Sur un empattement long (3,68 m, la longueur de la voiture est de 5,70 m), la carrosserie à été façonnée à la main et posée sur une charpente en bois. A l'intérieur de la partie passager, les velours et la marquetterie recouvrent l'habitacle avec raffinement. Même le toit est recouvert de cuir. Un système permet de communiquer avec le chauffeur sans devoir se pencher vers l'avant. Les portes s'ouvrent d'arrière en avant, et un ingénieux système de charnières dissimulées permet de les ouvrir à 180° de façon à dégager l'ouverture au maximum. En outre, chaque fenêtre dispose d'une ouverture à crémaillère. Pour le chauffeur à l'extérieur, une capote en cuir lui permet de se protéger des intempéries. Il dispose également de marquetterie et de fauteuils en cuir. Une vitre escamotable par une manivelle permet de séparer chauffeur et propriétaire. Le pare-brise est deux parties et celle du haut peut se redresser pour pouvoir profiter un peu plus de l'air frais.

D'un point de vue technique, la voiture est animée par un 8 cylindres en ligne de 6,3 litres (88,9 x 127 mm) avec soupapes en L (une en tête, l'autre latérale) et une culasse en aluminium. Monté sur silents-blocs, le moteur développe 110 ch à 3000 tr/min (36 CV) et dans un silence impressionnant, la voiture atteint 128 km/h en dépit des presque deux tonnes qu'elle accuse. Sans supplément, en remplacement de la boite à 3 rapports, une boite entièrement synchronisée pouvait être installée (ce dont ne dispose pas cette voiture). Dans les particularités de Packard, la suspension à ressorts à lames semi-elliptiques était secondée par des amortisseurs hydrauliques réglables depuis l'intérieur.
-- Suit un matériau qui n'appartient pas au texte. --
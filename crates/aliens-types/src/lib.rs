//! Domain types for the Talk-to-Aliens client.
//!
//! These are the application-shaped records the stores and session manager
//! work with, decoupled from the backend's wire format (which lives in
//! `aliens-backend`).

mod card;
mod message;
mod profile;
pub mod routes;

pub use card::Card;
pub use message::Message;
pub use profile::{Author, Profile, Role};
//! Application route constants and access predicates.

/// Login / registration page.
pub const AUTH: &str = "/auth";
/// Home page.
pub const HOME: &str = "/";
/// Profile page.
pub const PROFILE: &str = "/profile";
/// Card list and per-card chats.
pub const CARDS: &str = "/cards";
/// Marketing landing page.
pub const LANDING: &str = "/landing";

/// Routes reachable without any session.
pub const PUBLIC_ROUTES: &[&str] = &[AUTH, HOME, LANDING];

/// Route prefixes where an anonymous visitor gets a guest session
/// provisioned automatically.
pub const GUEST_ACCESS_ROUTES: &[&str] = &[CARDS];

/// Whether the path is public (exact match).
pub fn is_public_route(path: &str) -> bool {
    PUBLIC_ROUTES.contains(&path)
}

/// Whether the path is guest-accessible (prefix match).
pub fn is_guest_access_route(path: &str) -> bool {
    GUEST_ACCESS_ROUTES
        .iter()
        .any(|route| path.starts_with(route))
}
A l'origine la voiture était marron clair. Elle a été conservée dans la famille jusqu'en 1989. On la retrouve avec 11 000 miles au compteur. On la retrouve noir dans une vente de Bonhams en février 2009. Estimée entre 60 000 et 100 000 €, elle a été cédée au prix de 55 200 €. Il semble qu'elle ait été à nouveau repeinte dans ce ton de gris.